Released on 14 February, 2024.

Server

Fixes

  • Fixed some additional cases in which the bowtie-server process would crash when restarting, causing server daemon instability.

Features

  • Operators may opt-in to pre-release builds of Controllers. To do so, either pass the --prerelease flag to the update command-line utility or set the BOWTIE_PRERELEASE environment variable if updating Controllers via automatic updates (for example, by including the line BOWTIE_PRERELEASE=1 in /etc/default/update).
  • Bowtie now provides Controller network appliance images for Google Compute Engine (GCE) with EFI support.
  • “Last Seen Version” is displayed on the Devices page of the web GUI.

Enhancements

  • The foundational operating system for Controllers has been updated from NixOS 23.05 to 23.11.

    This update includes the following noteworthy version changes.
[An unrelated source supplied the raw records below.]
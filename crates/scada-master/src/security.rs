//! ---
//! scada_section: "06-security-access-control"
//! scada_subsection: "module"
//! scada_type: "source"
//! scada_scope: "code"
//! scada_description: "SCADA master: registry, aggregation, alarms, control, security, surfaces."
//! scada_version: "v0.1.0"
//! scada_owner: "tbd"
//! ---
use std::collections::{HashMap, HashSet, VecDeque};
use std::sync::Arc;

use chrono::{DateTime, Duration, Utc};
use parking_lot::{Mutex, RwLock};
use scada_historian::{HistorianHandle, HistorianRow, SecurityEventRow};
use scada_proto::{Command, ConnectionRecord, ConnectionStatus};
use serde::Serialize;
use serde_json::Value as JsonValue;
use tracing::{info, warn};
use uuid::Uuid;

use crate::bus::{FanoutBus, WsMessage};
use crate::link::LinkManager;

/// How long closed connections stay in the console view.
const HISTORY_WINDOW_HOURS: i64 = 24;
/// Bound on the closed-connection history.
const HISTORY_CAP: usize = 10_000;
/// Bound on the retained event list.
const EVENT_CAP: usize = 1_000;

/// Security event classification.
#[derive(Debug, Clone, Copy, PartialEq, Eq, Serialize)]
pub enum SecurityEventType {
    /// A client outside the allow-list connected to an RTU.
    UnknownConnection,
    /// Failed login or bad/expired token.
    AuthFailure,
    /// Valid principal, insufficient role.
    PermissionDenied,
    /// Request rejected by rate limiting.
    RateLimited,
    /// An operator blocked an address.
    BlockIssued,
}

impl SecurityEventType {
    fn as_str(self) -> &'static str {
        match self {
            SecurityEventType::UnknownConnection => "UnknownConnection",
            SecurityEventType::AuthFailure => "AuthFailure",
            SecurityEventType::PermissionDenied => "PermissionDenied",
            SecurityEventType::RateLimited => "RateLimited",
            SecurityEventType::BlockIssued => "BlockIssued",
        }
    }
}

/// One security event, as shown on the dashboard console.
#[derive(Debug, Clone, Serialize)]
pub struct SecurityEvent {
    /// Identifier.
    pub event_id: Uuid,
    /// Classification.
    pub event_type: SecurityEventType,
    /// Severity name.
    pub severity: String,
    /// Node involved, if any.
    pub node_id: Option<String>,
    /// Client address involved, if any.
    pub client_ip: Option<String>,
    /// Human readable description.
    pub description: String,
    /// Event timestamp.
    pub raised_at: DateTime<Utc>,
    /// Structured context.
    pub metadata: JsonValue,
}

/// Console counters.
#[derive(Debug, Clone, Copy, Default, PartialEq, Eq, Serialize)]
pub struct SecurityCounters {
    /// Connections classified `Authorised` in the view window.
    pub authorised: u32,
    /// Connections classified `Unknown` in the view window.
    pub unknown: u32,
}

/// Per-node console row.
#[derive(Debug, Clone, Serialize)]
pub struct NodeConnectionSummary {
    /// Node identifier.
    pub node_id: String,
    /// Authorised connections in the window.
    pub authorised: u32,
    /// Unknown connections in the window.
    pub unknown: u32,
}

type LiveKey = (String, String, u16, String);

/// The security engine: single source of truth for the dashboard security
/// console. Consumes connection reports from every RTU, keeps a bounded
/// 24-hour view, and emits `UnknownConnection` events exactly once per
/// offending `(node, client_ip, protocol)`.
pub struct SecurityEngine {
    allow: RwLock<HashSet<(String, String)>>,
    live: Mutex<HashMap<LiveKey, ConnectionRecord>>,
    history: Mutex<VecDeque<ConnectionRecord>>,
    alerted: Mutex<HashSet<(String, String, String)>>,
    blocked: Mutex<HashSet<String>>,
    events: Mutex<VecDeque<SecurityEvent>>,
    bus: Arc<FanoutBus>,
    historian: Arc<HistorianHandle>,
    links: Arc<LinkManager>,
}

impl SecurityEngine {
    /// Create the engine with the configured allow-list.
    pub fn new(
        allow: impl IntoIterator<Item = (String, String)>,
        bus: Arc<FanoutBus>,
        historian: Arc<HistorianHandle>,
        links: Arc<LinkManager>,
    ) -> Self {
        Self {
            allow: RwLock::new(allow.into_iter().collect()),
            live: Mutex::new(HashMap::new()),
            history: Mutex::new(VecDeque::new()),
            alerted: Mutex::new(HashSet::new()),
            blocked: Mutex::new(HashSet::new()),
            events: Mutex::new(VecDeque::new()),
            bus,
            historian,
            links,
        }
    }

    /// Consume one connection report from an RTU.
    ///
    /// Accept reports enter the live view; close reports move the record to
    /// the bounded history. Repeated reports for the same connection produce
    /// at most one `UnknownConnection` event.
    pub fn ingest(&self, record: ConnectionRecord) {
        let key: LiveKey = (
            record.node_id.clone(),
            record.client_ip.clone(),
            record.client_port,
            record.protocol.as_str().to_string(),
        );

        if record.disconnected_at.is_some() {
            self.live.lock().remove(&key);
            let mut history = self.history.lock();
            if history.len() >= HISTORY_CAP {
                history.pop_front();
            }
            history.push_back(record);
            return;
        }

        let newly_alerted = record.status == ConnectionStatus::Unknown
            && self.alerted.lock().insert((
                record.node_id.clone(),
                record.client_ip.clone(),
                record.protocol.as_str().to_string(),
            ));

        self.live.lock().insert(key, record.clone());

        if newly_alerted {
            warn!(
                node = %record.node_id,
                client_ip = %record.client_ip,
                protocol = record.protocol.as_str(),
                "unknown connection detected"
            );
            let event = self.build_event(
                SecurityEventType::UnknownConnection,
                "warning",
                Some(record.node_id.clone()),
                Some(record.client_ip.clone()),
                format!(
                    "unknown {} connection to {} from {}",
                    record.protocol.as_str(),
                    record.node_id,
                    record.client_ip
                ),
                serde_json::json!({ "client_port": record.client_port }),
            );
            self.retain_event(event);
            self.bus
                .publish(WsMessage::UnknownConnection { connection: record });
        }
    }

    /// Emit a non-connection security event (auth failures, denials, blocks).
    pub fn emit(
        &self,
        event_type: SecurityEventType,
        severity: &str,
        node_id: Option<String>,
        client_ip: Option<String>,
        description: impl Into<String>,
        metadata: JsonValue,
    ) {
        let event = self.build_event(
            event_type,
            severity,
            node_id,
            client_ip,
            description.into(),
            metadata,
        );
        self.retain_event(event.clone());
        self.bus.publish(WsMessage::SecurityEvent { event });
    }

    fn build_event(
        &self,
        event_type: SecurityEventType,
        severity: &str,
        node_id: Option<String>,
        client_ip: Option<String>,
        description: String,
        metadata: JsonValue,
    ) -> SecurityEvent {
        let event = SecurityEvent {
            event_id: Uuid::new_v4(),
            event_type,
            severity: severity.to_string(),
            node_id,
            client_ip,
            description,
            raised_at: Utc::now(),
            metadata,
        };
        self.historian
            .record(HistorianRow::SecurityEvents(SecurityEventRow {
                event_id: event.event_id,
                event_type: event.event_type.as_str().to_string(),
                severity: event.severity.clone(),
                node_id: event.node_id.clone(),
                client_ip: event.client_ip.clone(),
                description: event.description.clone(),
                timestamp: event.raised_at,
                metadata_json: event.metadata.clone(),
            }));
        event
    }

    fn retain_event(&self, event: SecurityEvent) {
        let mut events = self.events.lock();
        if events.len() >= EVENT_CAP {
            events.pop_front();
        }
        events.push_back(event);
    }

    /// Block an address grid-wide. Idempotent: repeated blocks are no-ops.
    /// Returns whether anything changed.
    pub fn block(&self, client_ip: &str, operator: &str) -> bool {
        if !self.blocked.lock().insert(client_ip.to_string()) {
            info!(client_ip, "address already blocked");
            return false;
        }
        info!(client_ip, operator, "issuing grid-wide block");
        self.links
            .broadcast_command(Command::Block {
                client_ip: client_ip.to_string(),
            });
        self.emit(
            SecurityEventType::BlockIssued,
            "warning",
            None,
            Some(client_ip.to_string()),
            format!("operator {operator} blocked {client_ip} on all nodes"),
            serde_json::json!({ "operator": operator }),
        );
        true
    }

    /// Whether an address has been blocked.
    pub fn is_blocked(&self, client_ip: &str) -> bool {
        self.blocked.lock().contains(client_ip)
    }

    /// Whether a pair is on the allow-list.
    pub fn is_allowed(&self, client_ip: &str, protocol: &str) -> bool {
        let allow = self.allow.read();
        allow.contains(&(client_ip.to_string(), protocol.to_string()))
            || allow.contains(&(client_ip.to_string(), "*".to_string()))
    }

    fn window_records(&self) -> Vec<ConnectionRecord> {
        let cutoff = Utc::now() - Duration::hours(HISTORY_WINDOW_HOURS);
        let mut records: Vec<ConnectionRecord> = self.live.lock().values().cloned().collect();
        records.extend(
            self.history
                .lock()
                .iter()
                .filter(|record| record.connected_at >= cutoff)
                .cloned(),
        );
        records
    }

    /// Console counters over the 24-hour view.
    pub fn counters(&self) -> SecurityCounters {
        let mut counters = SecurityCounters::default();
        for record in self.window_records() {
            match record.status {
                ConnectionStatus::Authorised => counters.authorised += 1,
                ConnectionStatus::Unknown => counters.unknown += 1,
            }
        }
        counters
    }

    /// Per-node rollup for `GET /security/connections`.
    pub fn by_node(&self) -> Vec<NodeConnectionSummary> {
        let mut by_node: HashMap<String, NodeConnectionSummary> = HashMap::new();
        for record in self.window_records() {
            let entry = by_node
                .entry(record.node_id.clone())
                .or_insert_with(|| NodeConnectionSummary {
                    node_id: record.node_id.clone(),
                    authorised: 0,
                    unknown: 0,
                });
            match record.status {
                ConnectionStatus::Authorised => entry.authorised += 1,
                ConnectionStatus::Unknown => entry.unknown += 1,
            }
        }
        let mut rows: Vec<NodeConnectionSummary> = by_node.into_values().collect();
        rows.sort_by(|a, b| a.node_id.cmp(&b.node_id));
        rows
    }

    /// Recent security events, newest last.
    pub fn recent_events(&self, limit: usize) -> Vec<SecurityEvent> {
        let events = self.events.lock();
        events
            .iter()
            .rev()
            .take(limit)
            .rev()
            .cloned()
            .collect()
    }
}

#[cfg(test)]
mod tests {
    use super::*;
    use scada_historian::{spawn_writer, NdjsonSink, WriterConfig};
    use scada_proto::ConnectionProtocol;
    use tempfile::tempdir;

    fn engine() -> (Arc<SecurityEngine>, Arc<FanoutBus>, tempfile::TempDir) {
        let dir = tempdir().unwrap();
        let bus = Arc::new(FanoutBus::new(64, None));
        let sink = Arc::new(NdjsonSink::new(dir.path()).unwrap());
        let historian = Arc::new(spawn_writer(sink, WriterConfig::default()));
        let links = Arc::new(LinkManager::new());
        let engine = Arc::new(SecurityEngine::new(
            [("10.0.0.1".to_string(), "*".to_string())],
            bus.clone(),
            historian,
            links,
        ));
        (engine, bus, dir)
    }

    fn record(node: &str, ip: &str, port: u16, status: ConnectionStatus) -> ConnectionRecord {
        ConnectionRecord {
            node_id: node.into(),
            client_ip: ip.into(),
            client_port: port,
            protocol: ConnectionProtocol::Modbus,
            status,
            connected_at: Utc::now(),
            disconnected_at: None,
            requests_count: 0,
            bytes_in: 0,
            bytes_out: 0,
        }
    }

    #[tokio::test]
    async fn unknown_connection_alerts_exactly_once() {
        let (engine, bus, _dir) = engine();
        let mut sub = bus.subscribe(WsMessage::Resync);
        let _ = sub.recv().await;

        let report = record("GEN-001", "203.0.113.9", 49712, ConnectionStatus::Unknown);
        engine.ingest(report.clone());
        engine.ingest(report.clone());

        match sub.recv().await.unwrap() {
            WsMessage::UnknownConnection { connection } => {
                assert_eq!(connection.client_ip, "203.0.113.9");
                assert_eq!(connection.node_id, "GEN-001");
            }
            other => panic!("unexpected message {other:?}"),
        }
        // Second report produced no second event.
        assert_eq!(engine.recent_events(10).len(), 1);
        assert!(engine.counters().unknown >= 1);
    }

    #[tokio::test]
    async fn authorised_connections_do_not_alert() {
        let (engine, _bus, _dir) = engine();
        engine.ingest(record("SUB-001", "10.0.0.1", 9000, ConnectionStatus::Authorised));
        assert!(engine.recent_events(10).is_empty());
        assert_eq!(engine.counters().authorised, 1);
        assert_eq!(engine.counters().unknown, 0);
    }

    #[tokio::test]
    async fn closed_connections_stay_in_the_window_view() {
        let (engine, _bus, _dir) = engine();
        let mut report = record("DIST-001", "203.0.113.50", 4000, ConnectionStatus::Unknown);
        engine.ingest(report.clone());
        report.disconnected_at = Some(Utc::now());
        engine.ingest(report);
        assert_eq!(engine.counters().unknown, 1);
        let by_node = engine.by_node();
        assert_eq!(by_node.len(), 1);
        assert_eq!(by_node[0].unknown, 1);
    }

    #[tokio::test]
    async fn block_is_idempotent_and_emits_once() {
        let (engine, _bus, _dir) = engine();
        assert!(engine.block("203.0.113.9", "admin"));
        assert!(!engine.block("203.0.113.9", "admin"));
        assert!(engine.is_blocked("203.0.113.9"));
        let events: Vec<_> = engine
            .recent_events(10)
            .into_iter()
            .filter(|e| e.event_type == SecurityEventType::BlockIssued)
            .collect();
        assert_eq!(events.len(), 1);
    }
}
If you rely on any of these packages for downstream integrations (such as observability metrics from opentelemetry-collector-contrib), ensure that the updated versions are compatible with your existing configuration (and update those configurations if necessary).
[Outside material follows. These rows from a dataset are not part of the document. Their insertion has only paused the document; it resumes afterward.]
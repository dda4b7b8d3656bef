//! ---
//! scada_section: "04-rtu-runtime"
//! scada_subsection: "module"
//! scada_type: "source"
//! scada_scope: "code"
//! scada_description: "Per-node RTU runtime: simulation, protocol listeners, control channel."
//! scada_version: "v0.1.0"
//! scada_owner: "tbd"
//! ---
use std::collections::VecDeque;
use std::sync::atomic::{AtomicU64, Ordering};
use std::sync::Arc;

use parking_lot::Mutex;
use scada_proto::Frame;
use tokio::sync::Notify;

/// Bounded frame queue feeding the control-channel writer.
///
/// The sampler and protocol listeners push regardless of master
/// connectivity; while the master is away frames accumulate here (dropping
/// the oldest on overflow) and are drained in order after the next
/// handshake, each frame keeping its original timestamps.
#[derive(Clone)]
pub struct OutboundQueue {
    inner: Arc<Inner>,
}

struct Inner {
    queue: Mutex<VecDeque<Frame>>,
    capacity: usize,
    dropped: AtomicU64,
    notify: Notify,
}

impl OutboundQueue {
    /// Create a queue holding at most `capacity` frames.
    pub fn new(capacity: usize) -> Self {
        Self {
            inner: Arc::new(Inner {
                queue: Mutex::new(VecDeque::new()),
                capacity: capacity.max(1),
                dropped: AtomicU64::new(0),
                notify: Notify::new(),
            }),
        }
    }

    /// Push a frame, evicting the oldest one when full.
    pub fn push(&self, frame: Frame) {
        {
            let mut queue = self.inner.queue.lock();
            if queue.len() >= self.inner.capacity {
                queue.pop_front();
                self.inner.dropped.fetch_add(1, Ordering::Relaxed);
            }
            queue.push_back(frame);
        }
        self.inner.notify.notify_one();
    }

    /// Pop the oldest frame if one is queued.
    pub fn try_pop(&self) -> Option<Frame> {
        self.inner.queue.lock().pop_front()
    }

    /// Wait until a frame is available and pop it.
    pub async fn pop(&self) -> Frame {
        loop {
            if let Some(frame) = self.try_pop() {
                return frame;
            }
            self.inner.notify.notified().await;
        }
    }

    /// Current depth.
    pub fn len(&self) -> usize {
        self.inner.queue.lock().len()
    }

    /// Whether the queue is empty.
    pub fn is_empty(&self) -> bool {
        self.len() == 0
    }

    /// Frames evicted since start.
    pub fn dropped(&self) -> u64 {
        self.inner.dropped.load(Ordering::Relaxed)
    }
}

#[cfg(test)]
mod tests {
    use super::*;

    #[test]
    fn overflow_evicts_exactly_the_oldest() {
        let queue = OutboundQueue::new(3);
        for _ in 0..3 {
            queue.push(Frame::heartbeat());
        }
        let marker = Frame::Event(scada_proto::RtuEvent::Alarm {
            code: "TEST".into(),
            severity: "info".into(),
            message: "marker".into(),
            details: serde_json::json!({}),
            timestamp: chrono::Utc::now(),
        });
        queue.push(marker.clone());

        assert_eq!(queue.len(), 3);
        assert_eq!(queue.dropped(), 1);
        // Two heartbeats survive, then the marker.
        assert_eq!(queue.try_pop().unwrap().kind(), "heartbeat");
        assert_eq!(queue.try_pop().unwrap().kind(), "heartbeat");
        assert_eq!(queue.try_pop().unwrap(), marker);
        assert!(queue.try_pop().is_none());
    }

    #[tokio::test]
    async fn pop_wakes_on_push() {
        let queue = OutboundQueue::new(8);
        let waiter = queue.clone();
        let handle = tokio::spawn(async move { waiter.pop().await });
        tokio::time::sleep(std::time::Duration::from_millis(10)).await;
        queue.push(Frame::heartbeat());
        let frame = handle.await.unwrap();
        assert_eq!(frame.kind(), "heartbeat");
    }
}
    Package Old Version New Version
    Linux kernel 6.1.38 6.1.75
    cloud-init 23.1.2 23.3.3
    grafana 9.x 10.x
    jq 1.6 1.7
    loki 2.8.6 2.9.4
    openssh 9.3p2 9.5p1
    opentelemetry-collector-contrib 0.77.0 0.87.0
    prometheus 2.44.0 2.49.0
    prometheus node_exporter 1.5.0 1.7.0
    promtail 2.8.6 2.9.4
    python 3.10.13 3.11.6
    tempo 2.1.1 2.3.0

Client

Features

  • Bowtie on MacOS has gained the ability to operate on a port other than the standard DNS port of 53. To change ports, set the local_dns_listen_port option to an otherwise unused port in the configuration file in /etc/bowtie/configuration/.

    When this option is set to a value different than 53, Bowtie installs some pf firewall rules to redirect DNS queries from port 53 to the new port.

    Some of the applications that can claim port 53 and cause Bowtie to fail are Cirrus Labs’ Tart VM, old versions of Docker and the Internet Sharing facility of MacOS.

  • On MacOS, Bowtie has gained the ability to auto-select the DNS port. If the configuration parameter local_dns_listen_port is set to 0, the port will be auto-selected. Port 53 will be chosen if it is available, otherwise a random port will be chosen. If a port other than 53 is selected manually or automatically, the MacOS firewall (pf) will be used to direct DNS traffic from port 53 to the chosen port.

    The default for local_dns_listen_port has been changed to 0. Set local_dns_listen_port to 53 to fail instead of using a firewall redirect if port 53 is unavailable.

Fixes

  • The Default MTU for the VPN tunnel has been changed to 1280 on MacOS, matching the previous behavior on Linux.